» **Directions**: In the entries below, count every line containing "processes". Return the number and nothing else.

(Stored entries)

//! End-to-end ticks through [`tmon::render`].
//!
//! Inputs are built from JSON the way a host would send them.
#![allow(clippy::unwrap_used)]

use serde_json::json;

use tmon::ansi::{strip, visual_width};
use tmon::{render, FrameInput, PersistedState};

fn frame(value: serde_json::Value) -> FrameInput {
    serde_json::from_value(value).unwrap()
}

fn tick(snapshot: serde_json::Value, previous_state: &str) -> (String, PersistedState) {
    let input = frame(json!({
        "viewportWidth": 120,
        "viewportHeight": 40,
        "previousState": previous_state,
        "snapshot": snapshot,
    }));
    let out = render(&input);
    let state = PersistedState::decode(&out.state_blob);
    (out.frame_text, state)
}

fn tick_blob(snapshot: serde_json::Value, previous_state: &str) -> String {
    let input = frame(json!({ "previousState": previous_state, "snapshot": snapshot }));
    render(&input).state_blob
}

#[test]
fn cpu_fifty_percent_from_tick_deltas() {
    let first = tick_blob(json!({ "cpu": { "cores": [{ "name": "cpu0", "active": 100, "total": 1000 }] } }), "");
    let (text, state) =
        tick(json!({ "cpu": { "cores": [{ "name": "cpu0", "active": 150, "total": 1100 }] } }), &first);

    assert!(strip(&text).contains(" 50%"));
    assert_eq!(state.cpu_history.latest(), Some(50.0));
    assert_eq!(state.cpu_counters["cpu0"].total, 1100);
}

#[test]
fn network_rate_uses_snapshot_timestamps() {
    let first = tick_blob(
        json!({ "timestampMs": 10_000, "network": { "interfaces": [{ "name": "eth0", "rxBytes": 1000 }] } }),
        "",
    );
    let (text, state) = tick(
        json!({ "timestampMs": 12_000, "network": { "interfaces": [{ "name": "eth0", "rxBytes": 1500 }] } }),
        &first,
    );

    assert!(strip(&text).contains("250.0 B/s"));
    assert_eq!(state.net_interface.as_deref(), Some("eth0"));
    assert_eq!(state.net_rx_history.latest(), Some(250.0));
}

#[test]
fn counter_reset_reports_zero() {
    let first = tick_blob(json!({ "network": { "interfaces": [{ "name": "eth0", "rxBytes": 900_000 }] } }), "");
    let (_, state) = tick(json!({ "network": { "interfaces": [{ "name": "eth0", "rxBytes": 10 }] } }), &first);
    assert_eq!(state.net_rx_history.latest(), Some(0.0));
    assert_eq!(state.net_counters["eth0"].rx_bytes, 10);
}

#[test]
fn empty_disk_shows_zero_throughput() {
    let (text, state) = tick(json!({}), "");
    assert!(strip(&text).contains("0 B/s"));
    assert!(state.disk_counters.is_empty());
}

#[test]
fn scroll_past_end_is_clamped() {
    let processes: Vec<_> = (1..=5).map(|pid| json!({ "pid": pid, "name": format!("p{pid}") })).collect();
    let input = frame(json!({
        "viewportHeight": 40,
        "processScrollOffset": 100,
        "processSelectionIndex": -4,
        "snapshot": { "processes": processes },
    }));
    let state = PersistedState::decode(&render(&input).state_blob);

    assert_eq!(state.process_max_scroll, 0);
    assert_eq!(state.process_scroll_offset, 0);
    assert_eq!(state.process_selected_index, 0);
    assert_eq!(state.process_selected_pid, Some(1));
}

#[test]
fn selection_follows_sort_not_stale_pid() {
    let processes = json!([
        { "pid": 10, "name": "zeta", "cpuPercent": 5.0 },
        { "pid": 20, "name": "alpha", "cpuPercent": 50.0 },
    ]);
    let by_cpu = frame(json!({ "selectedPid": 10, "snapshot": { "processes": processes } }));
    let state = PersistedState::decode(&render(&by_cpu).state_blob);
    assert_eq!(state.process_selected_pid, Some(20));

    let by_name = frame(json!({ "sortKey": "name", "selectedPid": 20, "snapshot": { "processes": processes } }));
    let state = PersistedState::decode(&render(&by_name).state_blob);
    assert_eq!(state.process_selected_pid, Some(20));

    let reversed = frame(json!({ "sortKey": "name", "sortReversed": true, "snapshot": { "processes": processes } }));
    let state = PersistedState::decode(&render(&reversed).state_blob);
    assert_eq!(state.process_selected_pid, Some(10));
}

#[test]
fn unknown_theme_renders_like_default() {
    let snapshot = json!({ "cpu": { "cores": [{ "name": "cpu0", "active": 40, "total": 100 }] } });
    let default = render(&frame(json!({ "theme": "default", "snapshot": snapshot })));
    let unknown = render(&frame(json!({ "theme": "no-such-theme", "snapshot": snapshot })));
    assert_eq!(default.frame_text, unknown.frame_text);
}

#[test]
fn garbage_state_is_a_cold_start() {
    let (text, state) = tick(json!({ "cpu": { "cores": [{ "name": "cpu0", "active": 150, "total": 1100 }] } }), "%%%");
    assert!(strip(&text).contains("  0%"));
    assert_eq!(state.cpu_history.len(), 1);
}

#[test]
fn frame_never_exceeds_viewport() {
    for (w, h) in [(40, 12), (80, 24), (200, 60)] {
        let input = frame(json!({ "viewportWidth": w, "viewportHeight": h, "showHelp": w == 80 }));
        let text = render(&input).frame_text;
        let lines: Vec<&str> = text.split('\n').collect();
        assert!(lines.len() <= h);
        assert!(lines.iter().all(|l| visual_width(l) <= w));
    }
}

#[test]
fn history_is_bounded_across_many_ticks() {
    let mut blob = String::new();
    for i in 0..80u64 {
        let snapshot = json!({ "cpu": { "cores": [{ "name": "cpu0", "active": i * 10, "total": i * 100 + 1 }] } });
        blob = tick_blob(snapshot, &blob);
    }
    let state = PersistedState::decode(&blob);
    assert_eq!(state.cpu_history.len(), tmon::history::HISTORY_LEN);
}

#[test]
fn control_characters_in_snapshot_text_keep_the_frame_rectangular() {
    let input = frame(json!({
        "viewportWidth": 100,
        "viewportHeight": 30,
        "snapshot": {
            "system": { "hostname": "host\u{1b}[2J" },
            "network": { "interfaces": [{ "name": "eth\n0", "rxBytes": 10 }] },
            "disk": { "mounts": [{ "mountPoint": "/data\t1", "device": "/dev/sda1", "total": 100, "used": 50 }] },
            "temperatures": [{ "label": "pkg\r", "celsius": 50.0 }],
            "processes": [
                { "pid": 1, "name": "evil", "command": "evil\nINJECTED\u{1b}[2J" },
                { "pid": 2, "name": "tabs", "command": "a\tb\tc" },
            ],
        },
    }));
    let text = render(&input).frame_text;
    assert!(!text.contains("\x1b[2J"));
    assert!(!text.contains('\t'));

    let lines: Vec<&str> = text.split('\n').collect();
    assert_eq!(lines.len(), 30);
    for (i, line) in lines.iter().enumerate() {
        assert_eq!(visual_width(line), 100, "line {i}: {line:?}");
    }
    assert!(strip(&text).contains("evil INJECTED [2J"));
}

#[test]
fn cpu_entry_without_total_is_dropped_not_saturated() {
    let first = tick_blob(json!({ "cpu": { "cores": [{ "name": "cpu0", "active": 1000 }] } }), "");
    let (_, state) = tick(json!({ "cpu": { "cores": [{ "name": "cpu0", "active": 1001 }] } }), &first);
    assert_eq!(state.cpu_history.latest(), Some(0.0));
    assert!(state.cpu_counters.is_empty());
}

» **Final answer**: 7